C Market acceptance includes: Use of the coding system by the largest HMO in Colorado, publishing agreements, marketing and lease agreements with leaders in electronic commerce, inclusion in the UMLS and provider buy-in. The primary gap in market acceptance is being named as a standard code set.
D. Expansion: The Home Health Care Classification, OMAHA, new procedures from the Nursing Intervention Classification, ayurvedic medicine, vitamins, minerals and organic supplements will be added June 1 to the 1999 update.
3. How does your medical terminology relate to other terminologies?
The code set was designed to capture the patient encounter in procedures as do
HCPCS codes. 891 CPT codes crosswalk to this terminology of 4054 procedures.
487 CPT codes in the crosswalk are repetitions of the same CPT code. 25 Level
II HCPCS developed by HCFA crosswalk to other sections of the terminology.
About 600 procedures for Nursing were added to this code set in 1998 through
cooperative agreement with the Nursing Intervention Classification (NIC)
developers. The database currently references CPT crosswalks and plan to
reference all terminologies soon.
4. How does your medical terminology relate to healthcare message
format standards?
The codes were built to fit into the HCFA 1500 and the UB 92 forms in the
procedure code spaces. They are 5 character, all alpha and allow 11,881,376
combinations. We participate in HL-7, ANSI X-12, DISA and CPRI for ongoing
message development and currently develop our information to support
administrative transactions and ISO standards.
5. Are there issues related to medical terminologies that deserve
governmental attention or action?
Yes, alternative health care is affordable, popular and could potentially save
the government health programs money. The patient encounter can be tracked as
part of the PMRI. In one to four years, a controlled beta test to compare
conventional treatment patterns to alternative heath care treatment patterns
for Medicare patients should be developed. Within five to ten years, this model
will show which services should be added as normal treatment options in fully
insured benefits.
6. Are there issues related to the comparability of PMRI?

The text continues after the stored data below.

#[cfg(test)]
mod tests {
    use super::*;
    use std::ffi::CString;

    fn cstrings(items: &[&str]) -> (Vec<CString>, Vec<*const c_char>) {
        let owned: Vec<CString> = items.iter().map(|s| CString::new(*s).unwrap()).collect();
        let ptrs = owned.iter().map(|s| s.as_ptr()).collect();
        (owned, ptrs)
    }

    #[test]
    fn test_query_roundtrip_through_c_api() {
        let dir = tempfile::tempdir().unwrap();
        let model = geogrid_testing::build_one_block_flat(dir.path()).unwrap();
        let model_str = model.to_string_lossy().into_owned();

        unsafe {
            let handle = geogrid_query_create();
            assert!(!handle.is_null());

            let (_models_owned, model_ptrs) = cstrings(&[&model_str]);
            let (_values_owned, value_ptrs) = cstrings(&["one", "two"]);
            let crs = CString::new("EPSG:26910").unwrap();
            let status = geogrid_query_initialize(
                handle,
                model_ptrs.as_ptr(),
                1,
                value_ptrs.as_ptr(),
                2,
                crs.as_ptr(),
            );
            assert_eq!(status, GEOGRID_OK);

            let points = [16000.0f64, 20000.0, -2500.0];
            let mut values = [0.0f32; 2];
            let mut errors = [0u8; 1];
            let status = geogrid_query(
                handle,
                values.as_mut_ptr(),
                errors.as_mut_ptr(),
                points.as_ptr(),
                1,
            );
            assert_eq!(status, GEOGRID_OK);
            assert_eq!(errors[0], 0);
            assert!((values[0] - 24800.0).abs() < 0.05);
            assert!((values[1] - 8400.0).abs() < 0.05);

            let mut elevations = [0.0f64; 1];
            let status = geogrid_query_top_elevation(
                handle,
                elevations.as_mut_ptr(),
                errors.as_mut_ptr(),
                points.as_ptr(),
                1,
            );
            assert_eq!(status, GEOGRID_OK);
            assert_eq!(elevations[0], 0.0);

            assert_eq!(geogrid_query_finalize(handle), GEOGRID_OK);
            geogrid_query_destroy(handle);
        }
    }

    #[test]
    fn test_error_handler_reports_bad_model() {
        unsafe {
            let handle = geogrid_query_create();
            let error_handler = geogrid_query_get_error_handler(handle);
            assert!(!error_handler.is_null());
            assert_eq!(geogrid_error_handler_get_status(error_handler), 0);

            let (_models_owned, model_ptrs) = cstrings(&["/no/such/model.geogrid"]);
            let (_values_owned, value_ptrs) = cstrings(&["one"]);
            let crs = CString::new("EPSG:26910").unwrap();
            let status = geogrid_query_initialize(
                handle,
                model_ptrs.as_ptr(),
                1,
                value_ptrs.as_ptr(),
                1,
                crs.as_ptr(),
            );
            assert_eq!(status, GEOGRID_ERROR);
            assert_eq!(geogrid_error_handler_get_status(error_handler), 2);

            let mut buffer = [0 as c_char; 256];
            assert_eq!(
                geogrid_error_handler_get_message(error_handler, buffer.as_mut_ptr(), 256),
                GEOGRID_OK
            );
            let message = CStr::from_ptr(buffer.as_ptr()).to_string_lossy();
            assert!(!message.is_empty());

            assert_eq!(geogrid_error_handler_reset(error_handler), GEOGRID_OK);
            assert_eq!(geogrid_error_handler_get_status(error_handler), 0);
            geogrid_query_destroy(handle);
        }
    }

    #[test]
    fn test_model_handle() {
        let dir = tempfile::tempdir().unwrap();
        let model = geogrid_testing::build_one_block_flat(dir.path()).unwrap();
        let path = CString::new(model.to_string_lossy().into_owned()).unwrap();
        let crs = CString::new("EPSG:26910").unwrap();

        unsafe {
            let handle = geogrid_model_open(path.as_ptr(), crs.as_ptr());
            assert!(!handle.is_null());
            assert_eq!(geogrid_model_contains(handle, 16000.0, 20000.0, -2500.0), 1);
            assert_eq!(geogrid_model_contains(handle, -100.0, 20000.0, -2500.0), 0);

            let mut buffer = [0 as c_char; 4096];
            assert_eq!(
                geogrid_model_metadata_json(handle, buffer.as_mut_ptr(), 4096),
                GEOGRID_OK
            );
            let json = CStr::from_ptr(buffer.as_ptr()).to_string_lossy();
            assert!(json.contains("Fixture model"));
            geogrid_model_destroy(handle);
        }
    }

    #[test]
    fn test_null_handles_are_safe() {
        unsafe {
            assert_eq!(
                geogrid_query_initialize(
                    std::ptr::null_mut(),
                    std::ptr::null(),
                    0,
                    std::ptr::null(),
                    0,
                    std::ptr::null(),
                ),
                GEOGRID_ERROR
            );
            assert!(geogrid_query_get_error_handler(std::ptr::null_mut()).is_null());
            geogrid_query_destroy(std::ptr::null_mut());
            geogrid_model_destroy(std::ptr::null_mut());
            assert_eq!(geogrid_model_contains(std::ptr::null_mut(), 0.0, 0.0, 0.0), -1);
        }
    }
}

The main issue facing code comparability is for the stakeholders to clearly
understand the difference between clinical coding in hospital settings and
administrative codes for outpatient settings. Administrative billing from a
provider to an insurance payer is diagnosis and procedure based because the
treatments tie to direct reimbursement. This tie does not exist in hospital
based DRG systems and, therefor, the business needs are quite different.
A. Role of the Government. The government is identifying standard code sets so that all stakeholders can effectively communicate the PMRI.

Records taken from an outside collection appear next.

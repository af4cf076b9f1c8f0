//! Shared fixtures: analytic models whose values trilinear interpolation
//! reproduces exactly.
//!
//! The fields are affine in each coordinate, so any interior query must
//! return the closed-form value to float precision. Fixture models use an
//! origin at (0, 0) with no rotation, making local and physical frames
//! coincide.

use std::path::{Path, PathBuf};

use geogrid_common::{Config, GeogridError, Result};
use geogrid_create::{BuildSteps, Builder, DataSource};
use geogrid_model::Block;

/// `one` field of the fixtures.
pub fn field_one(x: f64, y: f64, z: f64) -> f64 {
    2000.0 + 0.3 * x + 0.4 * y - 4.0 * z
}

/// `two` field of the fixtures.
pub fn field_two(x: f64, y: f64, z: f64) -> f64 {
    -1200.0 + 0.1 * x - 0.2 * y - 4.8 * z
}

/// Top-surface elevation of the topography fixtures (bilinear in xy).
pub fn fixture_elevation(x: f64, y: f64) -> f64 {
    150.0 + 2.0e-5 * x - 1.2e-5 * y + 5.0e-10 * x * y
}

/// Data source producing the linear fixture fields.
///
/// `value_offset` shifts both fields so two models built from the same
/// source are distinguishable in fallback tests.
#[derive(Debug, Default)]
pub struct LinearDataSource {
    pub with_surfaces: bool,
    pub value_offset: f64,
}

impl LinearDataSource {
    /// Flat-topped source.
    pub fn flat() -> Self {
        Self {
            with_surfaces: false,
            value_offset: 0.0,
        }
    }

    /// Source with the bilinear top surface.
    pub fn with_topography() -> Self {
        Self {
            with_surfaces: true,
            value_offset: 0.0,
        }
    }
}

impl DataSource for LinearDataSource {
    fn top_surface(&self, points: &[[f64; 3]]) -> Result<Option<Vec<f32>>> {
        if !self.with_surfaces {
            return Ok(None);
        }
        Ok(Some(
            points
                .iter()
                .map(|p| fixture_elevation(p[0], p[1]) as f32)
                .collect(),
        ))
    }

    fn topography_bathymetry(&self, points: &[[f64; 3]]) -> Result<Option<Vec<f32>>> {
        self.top_surface(points)
    }

    fn values(
        &self,
        block: &Block,
        points: &[[f64; 3]],
        _depth_elevation: Option<&[f64]>,
    ) -> Result<Vec<f32>> {
        if block.num_values() != 2 {
            return Err(GeogridError::data_source("fixture source stores 2 values"));
        }
        let mut values = Vec::with_capacity(points.len() * 2);
        for p in points {
            values.push((self.value_offset + field_one(p[0], p[1], p[2])) as f32);
            values.push((self.value_offset + field_two(p[0], p[1], p[2])) as f32);
        }
        Ok(values)
    }
}

/// Shared descriptive sections of a fixture model configuration.
pub fn base_config(model_path: &Path, dim_x: f64, dim_y: f64, dim_z: f64) -> Config {
    let mut config = Config::new();
    let section = "geomodelgrids";
    config.set(section, "filename", model_path.to_string_lossy().to_string());
    config.set(section, "title", "Fixture model");
    config.set(section, "id", "fixture");
    config.set(section, "description", "Linear fields for interpolation tests");
    config.set(section, "keywords", "[test]");
    config.set(section, "version", "1.0.0");
    config.set(section, "creator_name", "Fixture");
    config.set(section, "creator_email", "fixture@example.org");
    config.set(section, "creator_institution", "Example Institution");
    config.set(section, "acknowledgement", "None");
    config.set(section, "authors", "[Fixture Author]");
    config.set(section, "references", "[None]");
    config.set(section, "license", "CC0");
    config.set(section, "data_source", "analytic");
    config.set("coordsys", "crs", "EPSG:26910");
    config.set("coordsys", "origin_x", "0.0");
    config.set("coordsys", "origin_y", "0.0");
    config.set("coordsys", "y_azimuth", "0.0");
    config.set("data", "values", "[one, two]");
    config.set("data", "units", "[m, m/s]");
    config.set("data", "layout", "vertex");
    config.set("domain", "dim_x", format!("{dim_x}"));
    config.set("domain", "dim_y", format!("{dim_y}"));
    config.set("domain", "dim_z", format!("{dim_z}"));
    config
}

fn set_block(
    config: &mut Config,
    name: &str,
    xy_res: (f64, f64),
    z_res: f64,
    z_top: f64,
    z_bot: f64,
) {
    config.set(name, "x_resolution", format!("{}", xy_res.0));
    config.set(name, "y_resolution", format!("{}", xy_res.1));
    config.set(name, "z_resolution", format!("{z_res}"));
    config.set(name, "z_top", format!("{z_top}"));
    config.set(name, "z_bot", format!("{z_bot}"));
    config.set(name, "z_top_offset", "0.0");
    config.set(name, "chunk_size", "[4, 4, 2, 2]");
}

fn add_surfaces(config: &mut Config) {
    for surface in ["top_surface", "topography_bathymetry"] {
        config.set(surface, "x_resolution", "8000.0");
        config.set(surface, "y_resolution", "10000.0");
        config.set(surface, "chunk_size", "[4, 4, 1]");
    }
}

fn build(config: &Config, source: &mut dyn DataSource) -> Result<()> {
    Builder::new(config)?.run(BuildSteps::all(), source)
}

/// One flat block, 32 x 40 x 5 km: the `one-block-flat` scenario.
pub fn build_one_block_flat(dir: &Path) -> Result<PathBuf> {
    let model_path = dir.join("one-block-flat.geogrid");
    let mut config = base_config(&model_path, 32000.0, 40000.0, 5000.0);
    config.set("domain", "blocks", "[block]");
    set_block(&mut config, "block", (8000.0, 10000.0), 5000.0, 0.0, -5000.0);
    build(&config, &mut LinearDataSource::flat())?;
    Ok(model_path)
}

/// One block warped by the bilinear top surface: `one-block-topo`.
pub fn build_one_block_topo(dir: &Path) -> Result<PathBuf> {
    let model_path = dir.join("one-block-topo.geogrid");
    let mut config = base_config(&model_path, 32000.0, 40000.0, 5000.0);
    config.set("domain", "blocks", "[block]");
    set_block(&mut config, "block", (8000.0, 10000.0), 1250.0, 0.0, -5000.0);
    add_surfaces(&mut config);
    build(&config, &mut LinearDataSource::with_topography())?;
    Ok(model_path)
}

/// Three stacked blocks under the top surface: `three-blocks-topo`.
pub fn build_three_blocks_topo(dir: &Path) -> Result<PathBuf> {
    let model_path = dir.join("three-blocks-topo.geogrid");
    let mut config = base_config(&model_path, 32000.0, 40000.0, 45000.0);
    config.set("domain", "blocks", "[top, middle, bottom]");
    set_block(&mut config, "top", (8000.0, 10000.0), 2500.0, 0.0, -5000.0);
    set_block(&mut config, "middle", (8000.0, 10000.0), 10000.0, -5000.0, -25000.0);
    set_block(&mut config, "bottom", (16000.0, 20000.0), 10000.0, -25000.0, -45000.0);
    add_surfaces(&mut config);
    build(&config, &mut LinearDataSource::with_topography())?;
    Ok(model_path)
}

/// A flat model with a small footprint whose values are offset by 10000:
/// the first model of the fallback scenario.
pub fn build_small_footprint(dir: &Path) -> Result<PathBuf> {
    let model_path = dir.join("small-footprint.geogrid");
    let mut config = base_config(&model_path, 16000.0, 20000.0, 5000.0);
    config.set("domain", "blocks", "[block]");
    set_block(&mut config, "block", (8000.0, 10000.0), 5000.0, 0.0, -5000.0);
    let mut source = LinearDataSource {
        with_surfaces: false,
        value_offset: 10000.0,
    };
    build(&config, &mut source)?;
    Ok(model_path)
}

B. Need for coordination among terminology developers? Yes, although cooperation is surfacing between clinical terminologies, more cooperation is needed between administrative terminology developers.

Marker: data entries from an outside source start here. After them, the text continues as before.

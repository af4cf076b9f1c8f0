//! Batch generators for iterating large grids in bounded windows.
//!
//! A batch is an axis-aligned window of grid indices, exposed as half-open
//! ranges. The generators cover the whole grid exhaustively without
//! overlap; with no cap a single window covers everything. Batch sizes aim
//! for a cube-like shape under the cap: an axis no larger than the
//! cube-root target is taken whole and the remaining axes solved with the
//! correspondingly larger cap.

use std::fmt;
use std::ops::Range;

/// A 2-D window of grid indices.
#[derive(Debug, Clone, PartialEq, Eq)]
pub struct Batch2D {
    pub x_range: Range<usize>,
    pub y_range: Range<usize>,
}

impl Batch2D {
    /// Number of grid points in the window.
    pub fn len(&self) -> usize {
        self.x_range.len() * self.y_range.len()
    }

    /// True when the window is empty.
    pub fn is_empty(&self) -> bool {
        self.len() == 0
    }
}

impl fmt::Display for Batch2D {
    fn fmt(&self, f: &mut fmt::Formatter<'_>) -> fmt::Result {
        write!(
            f,
            "Batch2D [{}:{}, {}:{}]",
            self.x_range.start, self.x_range.end, self.y_range.start, self.y_range.end
        )
    }
}

/// A 3-D window of grid indices.
#[derive(Debug, Clone, PartialEq, Eq)]
pub struct Batch3D {
    pub x_range: Range<usize>,
    pub y_range: Range<usize>,
    pub z_range: Range<usize>,
}

impl Batch3D {
    /// Number of grid points in the window.
    pub fn len(&self) -> usize {
        self.x_range.len() * self.y_range.len() * self.z_range.len()
    }

    /// True when the window is empty.
    pub fn is_empty(&self) -> bool {
        self.len() == 0
    }
}

impl fmt::Display for Batch3D {
    fn fmt(&self, f: &mut fmt::Formatter<'_>) -> fmt::Result {
        write!(
            f,
            "Batch3D [{}:{}, {}:{}, {}:{}]",
            self.x_range.start,
            self.x_range.end,
            self.y_range.start,
            self.y_range.end,
            self.z_range.start,
            self.z_range.end
        )
    }
}

/// Largest edge whose square fits under the cap.
fn square_edge(cap: usize) -> usize {
    let mut edge = (cap as f64).sqrt().round() as usize;
    while edge > 1 && edge * edge > cap {
        edge -= 1;
    }
    edge.max(1)
}

/// Largest edge whose cube fits under the cap.
fn cube_edge(cap: usize) -> usize {
    let mut edge = (cap as f64).cbrt().round() as usize;
    while edge > 1 && edge * edge * edge > cap {
        edge -= 1;
    }
    edge.max(1)
}

/// Choose 2-D batch sizes whose product stays at or under the cap.
fn batch_sizes_2d(num_x: usize, num_y: usize, cap: usize) -> (usize, usize) {
    let cap = cap.max(1);
    if num_x * num_y <= cap {
        return (num_x, num_y);
    }
    let target = square_edge(cap);
    if num_x > target && num_y > target {
        (target, target)
    } else if num_x <= target {
        (num_x, (cap / num_x).max(1))
    } else {
        ((cap / num_y).max(1), num_y)
    }
}

/// Choose 3-D batch sizes whose product stays at or under the cap.
///
/// An axis already at or below the cube-root target is taken whole and the
/// remaining axes solved as a 2-D problem with the reduced cap.
fn batch_sizes_3d(num_x: usize, num_y: usize, num_z: usize, cap: usize) -> (usize, usize, usize) {
    let cap = cap.max(1);
    if num_x * num_y * num_z <= cap {
        return (num_x, num_y, num_z);
    }
    let target = cube_edge(cap);
    if num_x > target && num_y > target && num_z > target {
        (target, target, target)
    } else if num_z <= target {
        let (bx, by) = batch_sizes_2d(num_x, num_y, cap / num_z.max(1));
        (bx, by, num_z)
    } else if num_x <= target {
        let (by, bz) = batch_sizes_2d(num_y, num_z, cap / num_x.max(1));
        (num_x, by, bz)
    } else {
        let (bx, bz) = batch_sizes_2d(num_x, num_z, cap / num_y.max(1));
        (bx, num_y, bz)
    }
}

fn div_ceil(a: usize, b: usize) -> usize {
    (a + b - 1) / b
}

/// Iterator over 2-D batches covering `[0, num_x) x [0, num_y)`.
#[derive(Debug, Clone)]
pub struct BatchGenerator2D {
    num_x: usize,
    num_y: usize,
    bnum_x: usize,
    bnum_y: usize,
    nbatch_x: usize,
    nbatch_y: usize,
    ix: usize,
    iy: usize,
}

impl BatchGenerator2D {
    /// Create a generator; `max_points` caps the point count per batch.
    pub fn new(num_x: usize, num_y: usize, max_points: Option<usize>) -> Self {
        let (bnum_x, bnum_y) = match max_points {
            Some(cap) => batch_sizes_2d(num_x, num_y, cap),
            None => (num_x, num_y),
        };
        let generator = Self {
            num_x,
            num_y,
            bnum_x,
            bnum_y,
            nbatch_x: div_ceil(num_x, bnum_x),
            nbatch_y: div_ceil(num_y, bnum_y),
            ix: 0,
            iy: 0,
        };
        tracing::debug!(
            batch_x = generator.bnum_x,
            batch_y = generator.bnum_y,
            count_x = generator.nbatch_x,
            count_y = generator.nbatch_y,
            "2D batches"
        );
        generator
    }

    /// Total number of batches.
    pub fn num_batches(&self) -> usize {
        self.nbatch_x * self.nbatch_y
    }
}

impl Iterator for BatchGenerator2D {
    type Item = Batch2D;

    fn next(&mut self) -> Option<Batch2D> {
        if self.ix >= self.nbatch_x {
            return None;
        }
        let x_start = self.ix * self.bnum_x;
        let y_start = self.iy * self.bnum_y;
        let batch = Batch2D {
            x_range: x_start..(x_start + self.bnum_x).min(self.num_x),
            y_range: y_start..(y_start + self.bnum_y).min(self.num_y),
        };
        self.iy += 1;
        if self.iy >= self.nbatch_y {
            self.iy = 0;
            self.ix += 1;
        }
        Some(batch)
    }
}

/// Iterator over 3-D batches covering `[0, num_x) x [0, num_y) x [0, num_z)`.
#[derive(Debug, Clone)]
pub struct BatchGenerator3D {
    num_x: usize,
    num_y: usize,
    num_z: usize,
    bnum_x: usize,
    bnum_y: usize,
    bnum_z: usize,
    nbatch_x: usize,
    nbatch_y: usize,
    nbatch_z: usize,
    ix: usize,
    iy: usize,
    iz: usize,
}

impl BatchGenerator3D {
    /// Create a generator; `max_points` caps the point count per batch.
    pub fn new(num_x: usize, num_y: usize, num_z: usize, max_points: Option<usize>) -> Self {
        let (bnum_x, bnum_y, bnum_z) = match max_points {
            Some(cap) => batch_sizes_3d(num_x, num_y, num_z, cap),
            None => (num_x, num_y, num_z),
        };
        let generator = Self {
            num_x,
            num_y,
            num_z,
            bnum_x,
            bnum_y,
            bnum_z,
            nbatch_x: div_ceil(num_x, bnum_x),
            nbatch_y: div_ceil(num_y, bnum_y),
            nbatch_z: div_ceil(num_z, bnum_z),
            ix: 0,
            iy: 0,
            iz: 0,
        };
        tracing::debug!(
            batch_x = generator.bnum_x,
            batch_y = generator.bnum_y,
            batch_z = generator.bnum_z,
            count_x = generator.nbatch_x,
            count_y = generator.nbatch_y,
            count_z = generator.nbatch_z,
            "3D batches"
        );
        generator
    }

    /// Total number of batches.
    pub fn num_batches(&self) -> usize {
        self.nbatch_x * self.nbatch_y * self.nbatch_z
    }
}

impl Iterator for BatchGenerator3D {
    type Item = Batch3D;

    fn next(&mut self) -> Option<Batch3D> {
        if self.ix >= self.nbatch_x {
            return None;
        }
        let x_start = self.ix * self.bnum_x;
        let y_start = self.iy * self.bnum_y;
        let z_start = self.iz * self.bnum_z;
        let batch = Batch3D {
            x_range: x_start..(x_start + self.bnum_x).min(self.num_x),
            y_range: y_start..(y_start + self.bnum_y).min(self.num_y),
            z_range: z_start..(z_start + self.bnum_z).min(self.num_z),
        };
        self.iz += 1;
        if self.iz >= self.nbatch_z {
            self.iz = 0;
            self.iy += 1;
        }
        if self.iy >= self.nbatch_y {
            self.iz = 0;
            self.iy = 0;
            self.ix += 1;
        }
        Some(batch)
    }
}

C. Coordination between terminology and message standard developers. There is a general lack of understanding between HL-7 message developers and X-12 message developers. This needs to be addressed for meaningful coordination.
D. Short and Long Term Coodination. This code set offers both short and long term solutions to capture patient information to the medical record if coodinated with administrative billing codes. Treatments by licensed practitioners are broadly supplied to patients and therefor must be considered if complete PMRI is to emerge.